| EXERCISE |
Would you restate the entries below word for word, starting at the first line and ending with the one that has "dial on startup."?

| SUPPLIED ENTRIES |
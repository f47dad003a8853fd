//! Node configuration.

use std::net::SocketAddr;

use linemesh_p2p::config::{DEFAULT_MAX_PEERS, DEFAULT_USER_ID};
use linemesh_p2p::P2pConfig;

use crate::cli::Cli;

/// Complete node configuration.
#[derive(Debug, Clone)]
pub struct NodeConfig {
    /// P2P listen address.
    pub p2p_addr: SocketAddr,

    /// Peers to dial on startup.
    pub connect: Vec<SocketAddr>,

    /// Identifier reported to peers.
    pub user_id: String,

    /// Address advertised to peers, if not the listen address.
    pub advertise: Option<SocketAddr>,

    /// Maximum number of connected peers.
    pub max_peers: usize,

    /// Log every protocol line.
    pub verbose: bool,
}

impl NodeConfig {
    /// Create a node configuration from CLI arguments.
    pub fn from_cli(cli: &Cli) -> Self {
        Self {
            p2p_addr: cli.listen,
            connect: cli.connect.clone().unwrap_or_default(),
            user_id: cli.user_id.clone(),
            advertise: cli.advertise,
            max_peers: cli.max_peers,
            verbose: cli.verbose,
        }
    }

    /// Build P2P configuration from node config.
    pub fn p2p_config(&self) -> P2pConfig {
        let mut config = P2pConfig::new(self.p2p_addr)
            .with_user_id(self.user_id.clone())
            .with_max_peers(self.max_peers)
            .with_bootstrap_peers(self.connect.clone())
            .with_verbose(self.verbose);

        if let Some(addr) = self.advertise {
            config = config.with_advertise_addr(addr);
        }

        config
    }
}

impl Default for NodeConfig {
    fn default() -> Self {
        Self {
            p2p_addr: P2pConfig::default().bind_addr,
            connect: Vec::new(),
            user_id: DEFAULT_USER_ID.to_string(),
            advertise: None,
            max_peers: DEFAULT_MAX_PEERS,
            verbose: false,
        }
    }
}
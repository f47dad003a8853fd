//! Graceful shutdown coordination.

use std::io;

/// Wait for a shutdown signal (SIGINT or SIGTERM).
pub async fn wait_for_shutdown_signal() -> io::Result<()> {
    #[cfg(unix)]
    {
        use tokio::signal::unix::{signal, SignalKind};

        let mut sigint = signal(SignalKind::interrupt())?;
        let mut sigterm = signal(SignalKind::terminate())?;

        tokio::select! {
            _ = sigint.recv() => {
                tracing::info!("Received SIGINT, initiating shutdown...");
            }
            _ = sigterm.recv() => {
                tracing::info!("Received SIGTERM, initiating shutdown...");
            }
        }
    }

    #[cfg(not(unix))]
    {
        tokio::signal::ctrl_c().await?;
        tracing::info!("Received Ctrl+C, initiating shutdown...");
    }

    Ok(())
}
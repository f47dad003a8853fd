//! Main P2P node orchestrator.
//!
//! Owns the listener and the bootstrap dialer and runs the single
//! coordinating task that holds the [`PeerManager`].

use std::net::SocketAddr;
use std::sync::Arc;

use tokio::net::{TcpListener, TcpStream};
use tokio::sync::{mpsc, oneshot};
use tokio::time::timeout;

use crate::config::P2pConfig;
use crate::error::{P2pError, P2pResult};
use crate::manager::PeerManager;
use crate::peer::{ConnectionDirection, PeerEvent, PeerId};
use crate::protocol::PeerAddress;

/// State update sent from P2P node to external observers.
#[derive(Debug, Clone)]
pub struct P2pStateUpdate {
    /// Admitted sessions.
    pub peers: Vec<PeerSnapshot>,
    /// Address book contents.
    pub known_addresses: Vec<PeerAddress>,
}

/// Snapshot of peer information for external reporting.
#[derive(Debug, Clone)]
pub struct PeerSnapshot {
    pub id: PeerId,
    pub addr: SocketAddr,
    pub direction: ConnectionDirection,
    pub user_id: Option<String>,
    pub handshake_complete: bool,
}

/// Main P2P node.
pub struct P2pNode {
    /// P2P configuration.
    config: Arc<P2pConfig>,
    /// Shutdown signal receiver.
    shutdown_rx: Option<mpsc::Receiver<()>>,
    /// Shutdown signal sender (for cloning).
    shutdown_tx: mpsc::Sender<()>,
    /// Channel to send the bound address when the node starts.
    bound_addr_tx: Option<oneshot::Sender<SocketAddr>>,
    /// Channel to send state updates to external observers.
    state_tx: Option<mpsc::Sender<P2pStateUpdate>>,
}

impl P2pNode {
    /// Create a new P2P node.
    pub fn new(config: P2pConfig) -> Self {
        let (shutdown_tx, shutdown_rx) = mpsc::channel(1);

        Self {
            config: Arc::new(config),
            shutdown_rx: Some(shutdown_rx),
            shutdown_tx,
            bound_addr_tx: None,
            state_tx: None,
        }
    }

    /// Get a oneshot receiver that will receive the bound address when the node starts.
    /// This is useful for tests that need to know the actual port when using port 0.
    pub fn bound_addr_receiver(&mut self) -> oneshot::Receiver<SocketAddr> {
        let (tx, rx) = oneshot::channel();
        self.bound_addr_tx = Some(tx);
        rx
    }

    /// Get a receiver for P2P state updates.
    /// State updates are sent whenever the registry or address book may have changed.
    pub fn state_updates_receiver(&mut self) -> mpsc::Receiver<P2pStateUpdate> {
        let (tx, rx) = mpsc::channel(64);
        self.state_tx = Some(tx);
        rx
    }

    /// Get the shutdown sender for external shutdown signals.
    pub fn shutdown_handle(&self) -> mpsc::Sender<()> {
        self.shutdown_tx.clone()
    }

    /// Run the P2P node.
    pub async fn run(mut self) -> P2pResult<()> {
        let (event_tx, mut event_rx) = mpsc::channel::<PeerEvent>(256);
        let (dialed_tx, mut dialed_rx) = mpsc::channel::<TcpStream>(16);

        // Start listener
        let listener = TcpListener::bind(self.config.bind_addr).await?;
        let local_addr = listener.local_addr()?;
        let advertise = self.config.identity.advertised(local_addr);
        tracing::info!(addr = %local_addr, advertise = %advertise, "P2P node listening");

        if let Some(tx) = self.bound_addr_tx.take() {
            let _ = tx.send(local_addr);
        }

        let mut shutdown_rx = self
            .shutdown_rx
            .take()
            .ok_or_else(|| P2pError::Internal("node already started".to_string()))?;

        let mut peers = PeerManager::new(self.config.clone(), advertise);

        for addr in self.config.bootstrap_peers.clone() {
            tokio::spawn(dial(addr, self.config.clone(), dialed_tx.clone()));
        }

        loop {
            tokio::select! {
                // Handle shutdown
                _ = shutdown_rx.recv() => {
                    tracing::info!("P2P node shutting down");
                    peers.shutdown().await;
                    break;
                }

                // Accept inbound connections
                result = listener.accept() => {
                    match result {
                        Ok((stream, addr)) => {
                            tracing::debug!(addr = %addr, "Accepted inbound");
                            let admitted = peers.new_connection(
                                stream,
                                ConnectionDirection::Inbound,
                                &event_tx,
                            );
                            if let Err(e) = admitted {
                                tracing::debug!(addr = %addr, error = %e, "Inbound not admitted");
                            }
                            self.send_state_update(&peers);
                        }
                        Err(e) => {
                            tracing::warn!(error = %e, "Accept error");
                        }
                    }
                }

                // Adopt finished outbound dials
                Some(stream) = dialed_rx.recv() => {
                    let admitted =
                        peers.new_connection(stream, ConnectionDirection::Outbound, &event_tx);
                    if let Err(e) = admitted {
                        tracing::debug!(error = %e, "Outbound not admitted");
                    }
                    self.send_state_update(&peers);
                }

                // Handle peer events
                Some(event) = event_rx.recv() => {
                    peers.handle_event(event);
                    self.send_state_update(&peers);
                }
            }
        }

        Ok(())
    }

    /// Send state update to external observers.
    fn send_state_update(&self, peers: &PeerManager) {
        if let Some(ref tx) = self.state_tx {
            let update = P2pStateUpdate {
                peers: peers
                    .registry()
                    .iter()
                    .map(|entry| PeerSnapshot {
                        id: entry.info.id,
                        addr: entry.info.addr,
                        direction: entry.info.direction,
                        user_id: entry.info.user_id.clone(),
                        handshake_complete: entry.handshake_complete,
                    })
                    .collect(),
                known_addresses: peers.address_book().snapshot(),
            };

            // Send non-blocking - if the receiver is full or dropped, we just skip
            let _ = tx.try_send(update);
        }
    }
}

/// Dial a bootstrap peer and hand the socket to the coordinator.
async fn dial(addr: SocketAddr, config: Arc<P2pConfig>, dialed_tx: mpsc::Sender<TcpStream>) {
    tracing::debug!(addr = %addr, "Connecting to peer");

    let stream = match timeout(config.connect_timeout, TcpStream::connect(addr)).await {
        Ok(Ok(stream)) => stream,
        Ok(Err(e)) => {
            tracing::warn!(addr = %addr, error = %e, "Outbound connection failed");
            return;
        }
        Err(_) => {
            let e = P2pError::ConnectionTimeout { addr };
            tracing::warn!(addr = %addr, error = %e, "Outbound connection failed");
            return;
        }
    };

    tracing::debug!(addr = %addr, "TCP connection established, starting handshake");
    if dialed_tx.send(stream).await.is_err() {
        tracing::debug!(addr = %addr, "Node stopped before dial completed");
    }
}
//! Gossiped peer addresses.
//!
//! Maps an advertised `host:port` to the most recent activity time anyone
//! reported for it. Merging keeps the maximum, so the result does not depend
//! on arrival order. Entries are never removed.

use std::collections::BTreeMap;

use crate::protocol::{Command, HostAddr, PeerAddress};

/// Known peer addresses and their last-seen-active time (unix seconds).
#[derive(Debug, Default, Clone)]
pub struct AddressBook {
    entries: BTreeMap<HostAddr, u64>,
}

impl AddressBook {
    pub fn new() -> Self {
        Self::default()
    }

    /// Record `addr` as active at `last_seen` unless a newer time is stored.
    ///
    /// Returns whether the entry changed.
    pub fn update(&mut self, addr: HostAddr, last_seen: u64) -> bool {
        match self.entries.get(&addr) {
            Some(stored) if *stored >= last_seen => false,
            _ => {
                self.entries.insert(addr, last_seen);
                true
            }
        }
    }

    /// Merge a received `addr` list. Returns the number of changed entries.
    pub fn merge(&mut self, peers: &[PeerAddress]) -> usize {
        peers
            .iter()
            .filter(|peer| self.update(peer.addr, peer.last_seen))
            .count()
    }

    /// Every entry, ordered by address.
    pub fn snapshot(&self) -> Vec<PeerAddress> {
        self.entries
            .iter()
            .map(|(addr, last_seen)| PeerAddress {
                addr: *addr,
                last_seen: *last_seen,
            })
            .collect()
    }

    /// The `addr` reply to a `getaddr`.
    pub fn to_command(&self) -> Command {
        Command::Addr(self.snapshot())
    }

    pub fn get(&self, addr: &HostAddr) -> Option<u64> {
        self.entries.get(addr).copied()
    }

    pub fn len(&self) -> usize {
        self.entries.len()
    }

    pub fn is_empty(&self) -> bool {
        self.entries.is_empty()
    }
}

| RESPONSE TO THE EXERCISE |
repository f47dad003a8853fd
//! Node configuration.

use std::net::SocketAddr;

use linemesh_p2p::config::{DEFAULT_MAX_PEERS, DEFAULT_USER_ID};
use linemesh_p2p::P2pConfig;

use crate::cli::Cli;

/// Complete node configuration.
#[derive(Debug, Clone)]
pub struct NodeConfig {
    /// P2P listen address.
    pub p2p_addr: SocketAddr,

    /// Peers to dial on startup.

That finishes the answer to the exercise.